= WORK REQUIRED =
Give again, unchanged, the line that contains "assert_eq!(track, TrackMetadata::default());" together with every line that follows it until the entries end.
*** Block opens ***
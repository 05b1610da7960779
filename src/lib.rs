//! Mediabar - MPRIS media module for waybar.
//!
//! Mediabar watches every MPRIS player on the session bus, keeps one of them
//! as the current player and renders it as a waybar `custom` module:
//!
//! - Player discovery through `NameOwnerChanged`
//! - Current-player selection with Playing preemption and round-robin
//! - Smooth position estimation between bus updates
//! - Marquee scrolling for long titles
//!
//! # Quick Start
//!
//! ```rust,no_run
//! use mediabar::{config::Config, services::MediaService};
//!
//! # async fn run() -> Result<(), Box<dyn std::error::Error>> {
//! let config = Config::load_default()?;
//! let service = MediaService::start(&config.media).await?;
//!
//! println!("{:?}", service.display());
//! # Ok(())
//! # }
//! ```

/// Configuration schema definitions and validation.
pub mod config;

/// Core error types and result aliases.
pub mod core;

/// Waybar input and output formats.
pub mod cli;

/// Reactive services for system integration.
pub mod services;

/// Tracing subscriber setup.
pub mod tracing_config;

/// Re-exported core types for convenience.
pub use core::{MediabarError, Result};
use std::collections::HashMap;

use zbus::zvariant::{OwnedValue, Value};

/// Metadata information for the track a player reports
///
/// Missing or mistyped entries fall back to empty strings and a zero length.
#[derive(Debug, Clone, Default, PartialEq, Eq)]
pub struct TrackMetadata {
    /// Track title (`xesam:title`)
    pub title: String,

    /// First entry of the artist list (`xesam:artist`)
    pub artist: String,

    /// URL to album artwork image (`mpris:artUrl`)
    pub art_url: String,

    /// Track duration in microseconds, 0 when unknown (`mpris:length`)
    pub length: i64,
}

impl TrackMetadata {
    fn string(value: &Value<'_>) -> Option<String> {
        match value {
            Value::Str(s) => Some(s.to_string()),
            Value::ObjectPath(path) => Some(path.to_string()),
            Value::Value(inner) => Self::string(inner),
            _ => None,
        }
    }

    fn first_string(value: &Value<'_>) -> Option<String> {
        match value {
            Value::Array(array) => array.iter().find_map(Self::string),
            Value::Value(inner) => Self::first_string(inner),
            other => Self::string(other),
        }
    }

    fn micros(value: &Value<'_>) -> Option<i64> {
        match value {
            Value::I64(v) => Some(*v),
            Value::U64(v) => i64::try_from(*v).ok(),
            Value::I32(v) => Some(i64::from(*v)),
            Value::U32(v) => Some(i64::from(*v)),
            Value::Value(inner) => Self::micros(inner),
            _ => None,
        }
    }
}

impl From<&HashMap<String, OwnedValue>> for TrackMetadata {
    fn from(metadata: &HashMap<String, OwnedValue>) -> Self {
        let field = |key: &str| metadata.get(key).map(|value| &**value);

        Self {
            title: field("xesam:title")
                .and_then(Self::string)
                .unwrap_or_default(),
            artist: field("xesam:artist")
                .and_then(Self::first_string)
                .unwrap_or_default(),
            art_url: field("mpris:artUrl")
                .and_then(Self::string)
                .unwrap_or_default(),
            length: field("mpris:length")
                .and_then(Self::micros)
                .filter(|length| *length > 0)
                .unwrap_or(0),
        }
    }
}

#[cfg(test)]
#[allow(clippy::unwrap_used)]
mod tests {
    use super::*;

    fn owned(value: Value<'_>) -> OwnedValue {
        OwnedValue::try_from(value).unwrap()
    }

    fn metadata(entries: Vec<(&str, Value<'_>)>) -> HashMap<String, OwnedValue> {
        entries
            .into_iter()
            .map(|(key, value)| (key.to_string(), owned(value)))
            .collect()
    }

    #[test]
    fn extracts_known_fields() {
        let map = metadata(vec![
            ("xesam:title", Value::from("Starlight")),
            ("xesam:artist", Value::from(vec!["Muse", "Someone Else"])),
            ("mpris:artUrl", Value::from("file:///tmp/cover.png")),
            ("mpris:length", Value::from(240_000_000_i64)),
        ]);

        let track = TrackMetadata::from(&map);

        assert_eq!(track.title, "Starlight");
        assert_eq!(track.artist, "Muse");
        assert_eq!(track.art_url, "file:///tmp/cover.png");
        assert_eq!(track.length, 240_000_000);
    }

    #[test]
    fn missing_fields_are_empty() {
        let track = TrackMetadata::from(&HashMap::new());

        assert_eq!(track, TrackMetadata::default());
    }

    #[test]
    fn mistyped_fields_are_ignored() {
        let map = metadata(vec![
            ("xesam:title", Value::from(42_i32)),
            ("mpris:length", Value::from("long")),
        ]);

        let track = TrackMetadata::from(&map);

        assert!(track.title.is_empty());
        assert_eq!(track.length, 0);
    }

    #[test]
    fn unsigned_and_negative_lengths() {
        let map = metadata(vec![("mpris:length", Value::from(5_000_000_u64))]);
        assert_eq!(TrackMetadata::from(&map).length, 5_000_000);

        let map = metadata(vec![("mpris:length", Value::from(-1_i64))]);
        assert_eq!(TrackMetadata::from(&map).length, 0);
    }

    #[test]
    fn empty_artist_list() {
        let map = metadata(vec![("xesam:artist", Value::from(Vec::<&str>::new()))]);

        assert!(TrackMetadata::from(&map).artist.is_empty());
    }
}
*** Block closes ***
= OUTPUT =
        assert_eq!(track, TrackMetadata::default());
    }

    #[test]
    fn mistyped_fields_are_ignored() {
        let map = metadata(vec![
            ("xesam:title", Value::from(42_i32)),
            ("mpris:length", Value::from("long")),
        ]);

        let track = TrackMetadata::from(&map);

        assert!(track.title.is_empty());
        assert_eq!(track.length, 0);
    }

    #[test]
    fn unsigned_and_negative_lengths() {
        let map = metadata(vec![("mpris:length", Value::from(5_000_000_u64))]);
        assert_eq!(TrackMetadata::from(&map).length, 5_000_000);

        let map = metadata(vec![("mpris:length", Value::from(-1_i64))]);
        assert_eq!(TrackMetadata::from(&map).length, 0);
    }

    #[test]
    fn empty_artist_list() {
        let map = metadata(vec![("xesam:artist", Value::from(Vec::<&str>::new()))]);

        assert!(TrackMetadata::from(&map).artist.is_empty());
    }
}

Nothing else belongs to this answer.